Internasional

Bencana Baru Pasca Covid Kian Nyata, Efeknya Mematikan

Thea Fathanah Arbar, CNBC Indonesia
24 August 2021 09:07
A general view shows 100,000 postcards with messages against climate change, sent by young people from all over the world and stuck together to break the Guinness World Record of the biggest postcard on the Jungfraufirn, the upper part of Europe's longest glacier, the Aletschgletscher, near Jungfraujoch, Switzerland November 16, 2018.   REUTERS/Arnd Wiegmann
Foto: Sebuah pandangan umum menunjukkan 100.000 kartu pos dengan pesan-pesan menentang perubahan iklim, yang dikirim oleh orang-orang muda dari seluruh dunia dan berkumpul bersama untuk memecahkan Rekor Dunia Guinness dari kartu pos terbesar di Jungfraufirn, bagian atas gletser terpanjang di Eropa, Aletschgletscher, dekat Jungfraujoch, Swiss 16 November 2018. REUTERS / Arnd Wiegmann

Jakarta, CNBC Indonesia - Sebuah studi internasional meminta penduduk bumi bersiaga pada bencana baru selain Covid-19. Bahkan bencana itu sudah mulai terlihat saat ini dan bisa lebih mematikan.

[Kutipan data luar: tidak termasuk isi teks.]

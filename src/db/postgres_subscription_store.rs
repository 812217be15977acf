use async_trait::async_trait;
use sqlx::{PgConnection, PgPool, Postgres, Transaction};
use time::OffsetDateTime;
use uuid::Uuid;

use crate::db::subscription_store::{ApplyOutcome, SubscriptionStore, Transition};
use crate::models::subscription::Subscription;
use crate::models::user::{PlanType, SubscriptionSource, User};
use crate::utils::username::{username_base, username_candidate};
use crate::webhook::event::SubscriptionEvent;
use crate::webhook::mapper::ResolvedPlan;
use crate::webhook::state_machine::{plan_action, Action};

pub struct PostgresSubscriptionStore {
    pub pool: PgPool,
    /// Hash of the fixed starter password given to provisioned accounts.
    pub default_password_hash: String,
    pub grace_hours: i64,
}

#[async_trait]
impl SubscriptionStore for PostgresSubscriptionStore {
    async fn apply_event(
        &self,
        event: &SubscriptionEvent,
        plan: &ResolvedPlan,
        dedup_key: &str,
        now: OffsetDateTime,
    ) -> Result<ApplyOutcome, sqlx::Error> {
        let mut tx = self.pool.begin().await?;

        // The dedup insert is the serialization point: of two concurrent
        // deliveries of the same event, exactly one sees rows_affected == 1.
        let inserted = sqlx::query::<Postgres>(
            r#"
            INSERT INTO processed_events (dedup_key)
            VALUES ($1)
            ON CONFLICT (dedup_key) DO NOTHING
            "#,
        )
        .bind(dedup_key)
        .execute(&mut *tx)
        .await?
        .rows_affected();

        if inserted == 0 {
            tx.rollback().await?;
            return Ok(ApplyOutcome::Duplicate);
        }

        let existing_user = sqlx::query_as::<Postgres, User>(
            "SELECT * FROM users WHERE email = $1 FOR UPDATE",
        )
        .bind(&event.email)
        .fetch_optional(&mut *tx)
        .await?;

        let existing_sub = match &existing_user {
            Some(user) => {
                sqlx::query_as::<Postgres, Subscription>(
                    r#"
                    SELECT * FROM subscriptions
                    WHERE user_id = $1
                    ORDER BY updated_at DESC
                    LIMIT 1
                    FOR UPDATE
                    "#,
                )
                .bind(user.id)
                .fetch_optional(&mut *tx)
                .await?
            }
            None => None,
        };

        let action = plan_action(event, plan, existing_sub.as_ref(), now, self.grace_hours);

        let outcome = match action {
            Action::Skip { reason } => {
                // Nothing was applied, so the dedup mark must not survive:
                // a skipped terminal event that arrived before its
                // activation has to be re-evaluated if it is redelivered.
                tx.rollback().await?;
                return Ok(ApplyOutcome::NoChange {
                    reason: reason.to_string(),
                });
            }
            Action::Activate { plan_type, start, end } => {
                let user_id = match &existing_user {
                    Some(user) => {
                        self.activate_user(&mut tx, user.id, event, plan_type, start, end)
                            .await?;
                        user.id
                    }
                    None => self.create_member(&mut tx, event, plan_type, start, end).await?,
                };

                let subscription_id = self
                    .upsert_subscription(&mut tx, user_id, existing_sub.as_ref(), event, plan_type, start, end, now)
                    .await?;

                ApplyOutcome::Applied {
                    user_id,
                    subscription_id,
                    transition: Transition::Activated {
                        plan_type,
                        end_date: end,
                    },
                }
            }
            Action::Terminate { status, downgrade_at } => {
                // The planner only terminates when a subscription row exists.
                let sub = match existing_sub.as_ref() {
                    Some(sub) => sub,
                    None => {
                        tx.rollback().await?;
                        return Err(sqlx::Error::Protocol(
                            "terminate planned without a subscription row".into(),
                        ));
                    }
                };

                sqlx::query::<Postgres>(
                    r#"
                    UPDATE subscriptions
                    SET status = $1, last_event = $2, updated_at = $3
                    WHERE id = $4
                    "#,
                )
                .bind(status)
                .bind(&event.event_type)
                .bind(now)
                .bind(sub.id)
                .execute(&mut *tx)
                .await?;

                match downgrade_at {
                    None => {
                        sqlx::query::<Postgres>(
                            r#"
                            UPDATE users
                            SET access_level = 'free',
                                plan_type = 'none',
                                subscription_expires_at = NULL
                            WHERE id = $1
                            "#,
                        )
                        .bind(sub.user_id)
                        .execute(&mut *tx)
                        .await?;
                    }
                    Some(deadline) => {
                        // Premium stays until the grace sweep passes the
                        // deadline stamped here.
                        sqlx::query::<Postgres>(
                            "UPDATE users SET subscription_expires_at = $1 WHERE id = $2",
                        )
                        .bind(deadline)
                        .bind(sub.user_id)
                        .execute(&mut *tx)
                        .await?;
                    }
                }

                ApplyOutcome::Applied {
                    user_id: sub.user_id,
                    subscription_id: sub.id,
                    transition: Transition::Terminated { status },
                }
            }
        };

        tx.commit().await?;
        Ok(outcome)
    }

    async fn downgrade_lapsed_users(&self, now: OffsetDateTime) -> Result<u64, sqlx::Error> {
        let result = sqlx::query::<Postgres>(
            r#"
            UPDATE users
            SET access_level = 'free',
                plan_type = 'none',
                subscription_expires_at = NULL
            WHERE access_level = 'premium'
              AND plan_type <> 'lifetime'
              AND subscription_expires_at IS NOT NULL
              AND subscription_expires_at <= $1
            "#,
        )
        .bind(now)
        .execute(&self.pool)
        .await?;

        Ok(result.rows_affected())
    }
}

impl PostgresSubscriptionStore {
    /// Grants premium on an existing account. Email, username, name and
    /// password are left exactly as they are.
    async fn activate_user(
        &self,
        tx: &mut Transaction<'_, Postgres>,
        user_id: Uuid,
        event: &SubscriptionEvent,
        plan_type: PlanType,
        start: OffsetDateTime,
        end: Option<OffsetDateTime>,
    ) -> Result<(), sqlx::Error> {
        sqlx::query::<Postgres>(
            r#"
            UPDATE users
            SET access_level = 'premium',
                plan_type = $1,
                subscription_source = $2,
                subscription_started_at = $3,
                subscription_expires_at = $4,
                is_active = TRUE
            WHERE id = $5
            "#,
        )
        .bind(plan_type)
        .bind(SubscriptionSource::from(event.provider))
        .bind(start)
        .bind(end)
        .bind(user_id)
        .execute(&mut **tx)
        .await?;

        Ok(())
    }

    async fn create_member(
        &self,
        tx: &mut Transaction<'_, Postgres>,
        event: &SubscriptionEvent,
        plan_type: PlanType,
        start: OffsetDateTime,
        end: Option<OffsetDateTime>,
    ) -> Result<Uuid, sqlx::Error> {
        let username = self.pick_username(tx, &event.email).await?;
        let name = event.name.clone().unwrap_or_else(|| event.email.clone());

        let user_id: Uuid = sqlx::query_scalar::<Postgres, Uuid>(
            r#"
            INSERT INTO users (
                email, username, name, password_hash,
                access_level, plan_type, subscription_source,
                subscription_started_at, subscription_expires_at, is_active
            )
            VALUES ($1, $2, $3, $4, 'premium', $5, $6, $7, $8, TRUE)
            RETURNING id
            "#,
        )
        .bind(&event.email)
        .bind(&username)
        .bind(&name)
        .bind(&self.default_password_hash)
        .bind(plan_type)
        .bind(SubscriptionSource::from(event.provider))
        .bind(start)
        .bind(end)
        .fetch_one(&mut **tx)
        .await?;

        Ok(user_id)
    }

    async fn pick_username(
        &self,
        tx: &mut Transaction<'_, Postgres>,
        email: &str,
    ) -> Result<String, sqlx::Error> {
        let base = username_base(email);
        for attempt in 0..40 {
            let candidate = username_candidate(&base, attempt);
            let conn: &mut PgConnection = &mut *tx;
            let taken = sqlx::query_scalar::<Postgres, i64>(
                "SELECT 1 FROM users WHERE username = $1",
            )
            .bind(&candidate)
            .fetch_optional(conn)
            .await?
            .is_some();
            if !taken {
                return Ok(candidate);
            }
        }
        // Random tails above make running out effectively impossible.
        Err(sqlx::Error::Protocol("could not allocate a username".into()))
    }

    #[allow(clippy::too_many_arguments)]
    async fn upsert_subscription(
        &self,
        tx: &mut Transaction<'_, Postgres>,
        user_id: Uuid,
        existing: Option<&Subscription>,
        event: &SubscriptionEvent,
        plan_type: PlanType,
        start: OffsetDateTime,
        end: Option<OffsetDateTime>,
        now: OffsetDateTime,
    ) -> Result<Uuid, sqlx::Error> {
        if let Some(sub) = existing {
            sqlx::query::<Postgres>(
                r#"
                UPDATE subscriptions
                SET plan_type = $1,
                    status = 'active',
                    start_date = $2,
                    end_date = $3,
                    origin = $4,
                    transaction_id = $5,
                    last_event = $6,
                    updated_at = $7
                WHERE id = $8
                "#,
            )
            .bind(plan_type)
            .bind(start)
            .bind(end)
            .bind(event.provider)
            .bind(&event.transaction_id)
            .bind(&event.event_type)
            .bind(now)
            .bind(sub.id)
            .execute(&mut **tx)
            .await?;
            return Ok(sub.id);
        }

        let id: Uuid = sqlx::query_scalar::<Postgres, Uuid>(
            r#"
            INSERT INTO subscriptions (
                user_id, plan_type, status, start_date, end_date,
                origin, transaction_id, last_event
            )
            VALUES ($1, $2, 'active', $3, $4, $5, $6, $7)
            RETURNING id
            "#,
        )
        .bind(user_id)
        .bind(plan_type)
        .bind(start)
        .bind(end)
        .bind(event.provider)
        .bind(&event.transaction_id)
        .bind(&event.event_type)
        .fetch_one(&mut **tx)
        .await?;

        Ok(id)
    }
}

Ancaman itu merujuk ke perubahan iklim atau climate change. Dalam studi terbaru di Eropa, perubahan iklim bisa membuat hujan dan banjir mematikan terjadi sembilan kali lebih sering di benua biru.

Juli lalu, Jerman dan Belgia dilanda banjir besar. Sebanyak 190 orang tewas dalam banjir parah di Jerman barat dan 38 orang tewas setelah hujan ekstrem di wilayah Wallonia selatan Belgia.

Penelitian mengaitkan kejadian ini. Hal serupa dengan korban jiwa makin banyak bisa lebih sering terjadi.

Laporan studi yang diterbitkan Selasa (24/8/2021) ini dilakukan dengan ilmu atribusi. Para ahli iklim kini menghubungkan perubahan iklim yang "dibuat manusia" dengan peristiwa cuaca ekstrem tertentu.

Untuk menghitung peran perubahan iklim pada curah hujan yang menyebabkan banjir, para ilmuwan menganalisis catatan cuaca dan simulasi komputer untuk membandingkan iklim hari ini dengan iklim masa lalu. Saat ini suhu 1,2 derajat Celcius lebih hangat karena emisi buatan manusia.

Mereka berfokus pada tingkat curah hujan satu dan dua hari. Mereka menemukan bahwa dua daerah yang terkena dampak paling parah mengalami curah hujan yang belum pernah terjadi sebelumnya.

Di wilayah Ahr dan Erft di Jerman misalnya, 93 millimeter (3,6 inci) hujan turun dalam satu hari pada puncak krisis. Wilayah Meuse di Belgia mengalami hujan 106 millimeter yang memecahkan rekor selama periode dua hari.

Mereka menghitung bahwa banjir antara 1,2 dan sembilan kali lebih mungkin terjadi di iklim hangat. Ini jika dibandingkan dengan skenario di mana tidak ada pemanasan sejak era pra-industri.

Sehingga menurut penelitian yang diselenggarakan oleh World Weather Attribution ini, hujan di Jerman dan wilayah Benelux kini antara 3-19% lebih berat. "Karena pemanasan global yang disebabkan manusia," tulis AFP mengutip peneliti.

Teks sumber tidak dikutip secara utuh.